[Dataset entries]
use async_trait::async_trait;
use chrono::{Datelike, Utc};
use std::collections::BTreeSet;
use std::sync::Arc;
use tracing::{info, instrument, warn};

use crate::dto::auth_dto::AuthUser;
use crate::dto::export_dto::{ExportAnalyticsRequest, ExportColumn, ExportTransactionsRequest};
use crate::model::activity::ActivityEntry;
use crate::model::transaction::Transaction;
use crate::repository::activity_repo::ActivityRepository;
use crate::repository::transaction_repo::TransactionRepository;
use crate::util::error::ServiceError;

/// The exportable transaction fields offered to clients.
pub const EXPORT_COLUMNS: &[ExportColumn] = &[
    ExportColumn { field: "id", header_name: "ID", column_type: "number" },
    ExportColumn { field: "date", header_name: "Date", column_type: "date" },
    ExportColumn { field: "amount", header_name: "Amount", column_type: "number" },
    ExportColumn { field: "category", header_name: "Category", column_type: "string" },
    ExportColumn { field: "status", header_name: "Status", column_type: "string" },
    ExportColumn { field: "user_id", header_name: "User ID", column_type: "string" },
    ExportColumn { field: "user_profile", header_name: "User Profile", column_type: "string" },
];

const ANALYTICS_COLUMNS: &[&str] = &[
    "totalTransactions",
    "totalAmount",
    "averageAmount",
    "categories",
    "statuses",
    "dateRange",
];

/// A rendered CSV attachment.
#[derive(Debug, Clone)]
pub struct CsvExport {
    pub filename: String,
    pub content: String,
}

#[async_trait]
pub trait ExportService: Send + Sync {
    fn columns(&self) -> Vec<ExportColumn>;
    async fn export_transactions(
        &self,
        actor: &AuthUser,
        request: ExportTransactionsRequest,
    ) -> Result<CsvExport, ServiceError>;
    async fn export_analytics(
        &self,
        actor: &AuthUser,
        request: ExportAnalyticsRequest,
    ) -> Result<CsvExport, ServiceError>;
}

pub struct ExportServiceImpl {
    pub txn_repo: Arc<dyn TransactionRepository>,
    pub activity_repo: Arc<dyn ActivityRepository>,
}

impl ExportServiceImpl {
    pub fn new(
        txn_repo: Arc<dyn TransactionRepository>,
        activity_repo: Arc<dyn ActivityRepository>,
    ) -> Self {
        Self {
            txn_repo,
            activity_repo,
        }
    }

    async fn record(&self, actor: &AuthUser, details: String) {
        let entry = ActivityEntry {
            id: None,
            user_id: actor.id.to_hex(),
            username: actor.username.clone(),
            action: "Exported CSV".to_string(),
            details,
            timestamp: bson::DateTime::now(),
        };
        if let Err(e) = self.activity_repo.insert(entry).await {
            warn!("Failed to record activity: {}", e);
        }
    }
}

/// "user_id" -> "User_id": first letter upper, the rest untouched.
pub fn capitalize(column: &str) -> String {
    let mut chars = column.chars();
    match chars.next() {
        Some(first) => first.to_uppercase().collect::<String>() + chars.as_str(),
        None => String::new(),
    }
}

/// "totalTransactions" -> "Total Transactions".
pub fn title_from_camel_case(column: &str) -> String {
    let mut out = String::with_capacity(column.len() + 4);
    for (i, c) in column.chars().enumerate() {
        if i == 0 {
            out.extend(c.to_uppercase());
        } else {
            if c.is_ascii_uppercase() {
                out.push(' ');
            }
            out.push(c);
        }
    }
    out
}

/// Dates render the way a dashboard user reads them, not RFC3339.
pub fn format_locale_date(date: bson::DateTime) -> String {
    let dt = date.to_chrono();
    format!("{}/{}/{}", dt.month(), dt.day(), dt.year())
}

pub fn format_currency(amount: f64) -> String {
    format!("${:.2}", amount)
}

fn column_value(txn: &Transaction, column: &str) -> String {
    match column {
        "id" => txn.id.to_string(),
        "date" => format_locale_date(txn.date),
        "amount" => format_currency(txn.amount),
        "category" => txn.category.as_str().to_string(),
        "status" => txn.status.as_str().to_string(),
        "user_id" => txn.user_id.clone(),
        "user_profile" => txn.user_profile.clone(),
        _ => String::new(),
    }
}

fn csv_to_string(writer: csv::Writer<Vec<u8>>) -> Result<String, ServiceError> {
    let bytes = writer
        .into_inner()
        .map_err(|e| ServiceError::InternalError(format!("CSV flush error: {}", e)))?;
    String::from_utf8(bytes).map_err(|e| ServiceError::InternalError(format!("CSV encoding error: {}", e)))
}

/// Serializes the selected columns of the given transactions. The header row
/// is each column id with its first letter capitalized.
pub fn write_transactions_csv(
    transactions: &[Transaction],
    columns: &[String],
) -> Result<String, ServiceError> {
    let mut writer = csv::Writer::from_writer(Vec::new());
    writer
        .write_record(columns.iter().map(|c| capitalize(c)))
        .map_err(|e| ServiceError::InternalError(format!("CSV write error: {}", e)))?;
    for txn in transactions {
        let row: Vec<String> = columns.iter().map(|c| column_value(txn, c)).collect();
        writer
            .write_record(&row)
            .map_err(|e| ServiceError::InternalError(format!("CSV write error: {}", e)))?;
    }
    csv_to_string(writer)
}

/// Single-row rollup of the filtered set for the analytics export.
pub fn write_analytics_csv(
    transactions: &[Transaction],
    date_range_label: &str,
) -> Result<String, ServiceError> {
    let total_amount: f64 = transactions.iter().map(|t| t.amount).sum();
    let average_amount = if transactions.is_empty() {
        0.0
    } else {
        total_amount / transactions.len() as f64
    };
    let categories: BTreeSet<&str> = transactions.iter().map(|t| t.category.as_str()).collect();
    let statuses: BTreeSet<&str> = transactions.iter().map(|t| t.status.as_str()).collect();

    let mut writer = csv::Writer::from_writer(Vec::new());
    writer
        .write_record(ANALYTICS_COLUMNS.iter().map(|c| title_from_camel_case(c)))
        .map_err(|e| ServiceError::InternalError(format!("CSV write error: {}", e)))?;
    writer
        .write_record(&[
            transactions.len().to_string(),
            total_amount.to_string(),
            average_amount.to_string(),
            categories.into_iter().collect::<Vec<_>>().join(", "),
            statuses.into_iter().collect::<Vec<_>>().join(", "),
            date_range_label.to_string(),
        ])
        .map_err(|e| ServiceError::InternalError(format!("CSV write error: {}", e)))?;
    csv_to_string(writer)
}

fn date_range_label(start: Option<&str>, end: Option<&str>) -> String {
    format!("{} to {}", start.unwrap_or("N/A"), end.unwrap_or("N/A"))
}

fn stamped_filename(prefix: &str) -> String {
    format!("{}_{}.csv", prefix, Utc::now().format("%Y-%m-%d"))
}

#[async_trait]
impl ExportService for ExportServiceImpl {
    fn columns(&self) -> Vec<ExportColumn> {
        EXPORT_COLUMNS.to_vec()
    }

    #[instrument(skip(self, actor, request), fields(actor = %actor.username))]
    async fn export_transactions(
        &self,
        actor: &AuthUser,
        request: ExportTransactionsRequest,
    ) -> Result<CsvExport, ServiceError> {
        if request.selected_columns.is_empty() {
            return Err(ServiceError::InvalidInput(
                "No columns selected for export".to_string(),
            ));
        }
        for column in &request.selected_columns {
            if !EXPORT_COLUMNS.iter().any(|c| c.field == column) {
                return Err(ServiceError::InvalidInput(format!(
                    "Unknown export column: {}",
                    column
                )));
            }
        }

        let filter = request.filters.to_filter()?;
        let transactions = self.txn_repo.find_all(&filter).await?;
        info!("Exporting {} transactions to CSV", transactions.len());
        let content = write_transactions_csv(&transactions, &request.selected_columns)?;

        self.record(actor, format!("Exported {} transactions", transactions.len()))
            .await;
        Ok(CsvExport {
            filename: stamped_filename("transactions"),
            content,
        })
    }

    #[instrument(skip(self, actor, request), fields(actor = %actor.username))]
    async fn export_analytics(
        &self,
        actor: &AuthUser,
        request: ExportAnalyticsRequest,
    ) -> Result<CsvExport, ServiceError> {
        let filter = request.filters.to_filter()?;
        let transactions = self.txn_repo.find_all(&filter).await?;
        info!(
            "Exporting analytics summary over {} transactions",
            transactions.len()
        );
        let label = date_range_label(
            request.filters.start_date.as_deref(),
            request.filters.end_date.as_deref(),
        );
        let content = write_analytics_csv(&transactions, &label)?;

        self.record(actor, "Exported analytics summary".to_string())
            .await;
        Ok(CsvExport {
            filename: stamped_filename("analytics"),
            content,
        })
    }
}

▶ Work task
Which lines above hold the string "BTreeSet"? Please copy all of them.

▶ Output for this exercise
use std::collections::BTreeSet;
    let categories: BTreeSet<&str> = transactions.iter().map(|t| t.category.as_str()).collect();
    let statuses: BTreeSet<&str> = transactions.iter().map(|t| t.status.as_str()).collect();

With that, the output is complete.